Budding romance: the Doctor and Yaz (BBC Studios,BBC Studios/James Pardon)

These Sea Devils look impressively forbidding, cutting down villagers willy-nilly with their budget lightsabers (though it did take me a while to realise they were communicating telepathically – a useful tool when a prosthetic face doesn’t allow one’s lips to move).

The plot, as ever, comes across as slightly rushed, with a great deal of exposition being crammed into a few key scenes and the team saving the day last-minute due to a noble sacrifice and a magical gizmo of some kind.

That’s forgivable: watching the Doctor leaping around and spouting nonsense is all part of the fun.

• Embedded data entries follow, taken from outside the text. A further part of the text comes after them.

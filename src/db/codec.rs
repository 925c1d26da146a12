//! Fixed binary encodings for store keys and values.

use crate::error::DatabaseError;
use crate::types::{MessageId, PostId};
use crate::{Error, Result};

const ID_WIDTH: usize = 8;

/// Encode a source id as 8 big-endian bytes
pub fn encode_post_id(id: PostId) -> Vec<u8> {
    id.get().to_be_bytes().to_vec()
}

/// Decode a source id; the input must be exactly 8 bytes
pub fn decode_post_id(bytes: &[u8], partition: &'static str) -> Result<PostId> {
    let raw: [u8; ID_WIDTH] = bytes.try_into().map_err(|_| {
        Error::Database(DatabaseError::CorruptRecord {
            partition,
            reason: format!("expected {} byte id, found {} bytes", ID_WIDTH, bytes.len()),
        })
    })?;
    Ok(PostId(i64::from_be_bytes(raw)))
}

/// Encode a message id list as the concatenation of 8-byte big-endian ids
pub fn encode_message_ids(ids: &[MessageId]) -> Vec<u8> {
    let mut out = Vec::with_capacity(ids.len() * ID_WIDTH);
    for id in ids {
        out.extend_from_slice(&id.get().to_be_bytes());
    }
    out
}

/// Decode a concatenated id list; the length must be a multiple of 8
pub fn decode_message_ids(bytes: &[u8], partition: &'static str) -> Result<Vec<MessageId>> {
    if bytes.len() % ID_WIDTH != 0 {
        return Err(Error::Database(DatabaseError::CorruptRecord {
            partition,
            reason: format!(
                "id list length {} is not a multiple of {}",
                bytes.len(),
                ID_WIDTH
            ),
        }));
    }

    Ok(bytes
        .chunks_exact(ID_WIDTH)
        .map(|chunk| {
            let mut raw = [0u8; ID_WIDTH];
            raw.copy_from_slice(chunk);
            MessageId(i64::from_be_bytes(raw))
        })
        .collect())
}
//! Error types for feed-mirror
//!
//! This module provides the error taxonomy for the mirror:
//! - Transient transport failures (retried with backoff at the call site)
//! - Source API errors carrying the upstream error code
//! - Archive and metadata failures (contained within a single post build)
//! - Delivery failures (rolled back, then fatal)
//! - Persistence failures

use crate::types::{MessageId, PostId};
use std::path::PathBuf;
use thiserror::Error;

/// Result type alias for feed-mirror operations
pub type Result<T> = std::result::Result<T, Error>;

/// Main error type for feed-mirror
#[derive(Debug, Error)]
pub enum Error {
    /// Configuration error with context about which setting is invalid
    #[error("configuration error: {message}")]
    Config {
        /// Human-readable error message describing the configuration issue
        message: String,
        /// The configuration key that caused the error (e.g., "pipeline.prebuild_limit")
        key: Option<String>,
    },

    /// State store operation failed
    #[error("database error: {0}")]
    Database(#[from] DatabaseError),

    /// SQLx database error
    #[error("database error: {0}")]
    Sqlx(#[from] sqlx::Error),

    /// I/O error
    #[error("I/O error: {0}")]
    Io(#[from] std::io::Error),

    /// Network error
    #[error("network error: {0}")]
    Network(#[from] reqwest::Error),

    /// Remote host answered with an unexpected status
    #[error("unexpected HTTP status {status} for {url}")]
    HttpStatus {
        /// Status code returned by the host
        status: u16,
        /// Requested URL
        url: String,
    },

    /// A transfer broke off mid-body (dropped connection, truncated payload)
    #[error("transfer interrupted: {0}")]
    Transfer(String),

    /// The content source returned an explicit error code
    #[error("source API error {code}: {message}")]
    SourceApi {
        /// Upstream error code
        code: i32,
        /// Upstream error message
        message: String,
    },

    /// Archive could not be read
    #[error("archive error: {0}")]
    Archive(#[from] ArchiveError),

    /// Audio tags could not be read
    #[error("metadata error: {0}")]
    Metadata(String),

    /// Delivery to the messaging destination failed
    #[error("delivery error: {0}")]
    Delivery(#[from] DeliveryError),

    /// Serialization error
    #[error("serialization error: {0}")]
    Serialization(#[from] serde_json::Error),

    /// Operation not supported by the configured collaborator
    #[error("not supported: {0}")]
    NotSupported(String),

    /// Shutdown in progress
    #[error("shutdown in progress")]
    ShuttingDown,

    /// Other error
    #[error("{0}")]
    Other(String),
}

/// State store errors
#[derive(Debug, Error)]
pub enum DatabaseError {
    /// Failed to connect to database
    #[error("failed to connect to database: {0}")]
    ConnectionFailed(String),

    /// Failed to run migrations
    #[error("failed to run migrations: {0}")]
    MigrationFailed(String),

    /// Query failed
    #[error("query failed: {0}")]
    QueryFailed(String),

    /// A stored key or value does not decode
    #[error("corrupt record in {partition}: {reason}")]
    CorruptRecord {
        /// Partition (table) holding the record
        partition: &'static str,
        /// What was wrong with it
        reason: String,
    },
}

/// Archive expansion errors
#[derive(Debug, Error)]
pub enum ArchiveError {
    /// The file is not a recognised archive format
    #[error("unrecognised archive format: {path}")]
    UnknownFormat {
        /// The archive file
        path: PathBuf,
    },

    /// The archive could not be opened or an entry could not be read
    #[error("corrupt archive {path}: {reason}")]
    Corrupt {
        /// The archive file
        path: PathBuf,
        /// Decoder message
        reason: String,
    },
}

/// Delivery errors
#[derive(Debug, Error)]
pub enum DeliveryError {
    /// A send failed part-way through a post; already-sent messages were rolled back
    #[error("delivery of post {post_id} failed after {} sent message(s): {source}", sent.len())]
    Failed {
        /// The post being delivered
        post_id: PostId,
        /// Messages that were sent (and then deleted) before the failure
        sent: Vec<MessageId>,
        /// The underlying failure
        #[source]
        source: Box<Error>,
    },

    /// The messaging client returned a response that does not fit the request
    #[error("unexpected response from messaging client: {0}")]
    UnexpectedResponse(String),
}

impl Error {
    /// Machine-readable error code, used in log fields and admin notifications
    pub fn error_code(&self) -> &'static str {
        match self {
            Error::Config { .. } => "config_error",
            Error::Database(_) | Error::Sqlx(_) => "database_error",
            Error::Io(_) => "io_error",
            Error::Network(_) => "network_error",
            Error::HttpStatus { .. } => "http_status",
            Error::Transfer(_) => "transfer_interrupted",
            Error::SourceApi { .. } => "source_api_error",
            Error::Archive(_) => "archive_error",
            Error::Metadata(_) => "metadata_error",
            Error::Delivery(_) => "delivery_error",
            Error::Serialization(_) => "serialization_error",
            Error::NotSupported(_) => "not_supported",
            Error::ShuttingDown => "shutting_down",
            Error::Other(_) => "internal_error",
        }
    }

    /// Shorthand for a configuration error on a specific key
    pub(crate) fn config(key: &str, message: impl Into<String>) -> Self {
        Error::Config {
            message: message.into(),
            key: Some(key.to_string()),
        }
    }
}
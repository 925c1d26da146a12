use crate::error::ArchiveError;
use std::path::Path;
use tracing::debug;

use super::shared::{EntrySink, corrupt, read_entry};

/// Stream the audio entries of a ZIP archive into `sink`
pub(crate) fn read_audio_entries(archive_path: &Path, sink: &EntrySink) -> Result<(), ArchiveError> {
    let file = std::fs::File::open(archive_path)
        .map_err(|e| corrupt(archive_path, format!("failed to open ZIP archive: {}", e)))?;

    let mut archive = zip::ZipArchive::new(file)
        .map_err(|e| corrupt(archive_path, format!("failed to read ZIP archive: {}", e)))?;

    debug!(?archive_path, entries = archive.len(), "reading ZIP archive");

    for index in 0..archive.len() {
        let mut entry = archive
            .by_index(index)
            .map_err(|e| corrupt(archive_path, format!("failed to read ZIP entry: {}", e)))?;

        let name = entry.name().to_string();
        if !sink.accepts(&name, entry.is_dir()) {
            continue;
        }

        let declared_size = entry.size();
        let data = read_entry(&mut entry, declared_size, archive_path)?;
        if !sink.send(name, data) {
            break;
        }
    }

    Ok(())
}
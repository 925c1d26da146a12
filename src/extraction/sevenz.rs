use crate::error::ArchiveError;
use sevenz_rust::{Password, SevenZReader};
use std::path::Path;
use tracing::debug;

use super::shared::{EntrySink, corrupt, read_entry};

/// Stream the audio entries of a 7z archive into `sink`
///
/// Solid blocks are decoded front to back, so skipped entries are drained
/// rather than seeked over.
pub(crate) fn read_audio_entries(archive_path: &Path, sink: &EntrySink) -> Result<(), ArchiveError> {
    let mut reader = SevenZReader::open(archive_path, Password::empty())
        .map_err(|e| corrupt(archive_path, format!("failed to open 7z archive: {}", e)))?;

    debug!(?archive_path, "reading 7z archive");

    let mut receiver_gone = false;
    let mut entry_error: Option<ArchiveError> = None;

    reader
        .for_each_entries(|entry, entry_reader| {
            let name = entry.name().to_string();
            if !sink.accepts(&name, entry.is_directory()) {
                if let Err(e) = std::io::copy(entry_reader, &mut std::io::sink()) {
                    entry_error = Some(corrupt(archive_path, format!("failed to skip entry: {}", e)));
                    return Ok(false);
                }
                return Ok(true);
            }

            match read_entry(entry_reader, entry.size(), archive_path) {
                Ok(data) => {
                    if !sink.send(name, data) {
                        receiver_gone = true;
                        return Ok(false);
                    }
                    Ok(true)
                }
                Err(e) => {
                    entry_error = Some(e);
                    Ok(false)
                }
            }
        })
        .map_err(|e| corrupt(archive_path, format!("failed to decode 7z archive: {}", e)))?;

    if let Some(e) = entry_error {
        return Err(e);
    }
    if receiver_gone {
        debug!(?archive_path, "7z reader stopped early");
    }
    Ok(())
}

What is less forgivable is the way that the script writing team has wasted the potential of the setting and premise, particularly when it comes to the Madam Ching.

Ching is by far the most underutilised character in the script – reduced to a few cheesy one-liners and some dodgy motives – which is a shame, because she’s exactly the kind of fascinating, real historical figure that Doctor Who should be mining for plot gold.

Any woman who ended up owning a fleet of ships manned by thousands of personnel, as well as introducing her own civil code and beating the British into submission, is a person whose story is worth telling in greater depth.

Instead, the script focuses more on made-up pirate Ji-Hun and his relationship with the Sea Devils – a decision that, quite frankly, rankles.

Underutilised... pirate queen Madam Ching (BBC Studios,BBC Studios/James Pardon)

But it’s not all bad news. Aside from the thinly-drawn supporting characters, the interactions between the main cast are given special attention here, particularly the relationship between the Doctor and Yaz.

This has been hinted at in previous episodes – mostly notably in the New Years’ Eve episode where Yaz (played by Mandip Gill) confessed that she had romantic feelings for the Doctor to John Bishop’s Dan.

Well, it seems that the Doctor reciprocates these feelings, at least in part. There’s a very sweet scene where the pair essentially have a mini-date at the bottom of the ocean, and while Gill and Whittaker both sell it well, it’s hard not to feel cheated when the Doctor confesses that she cannot act on those feelings because Yaz, inevitably, will leave her as all companions do.

It’s all very well-trodden territory for Doctor Who (at least for the rebooted version), but it remains to be seen how the show will wrap up this particular storyline in the one episode remaining to Whittaker’s Doctor before her regeneration in the autumn.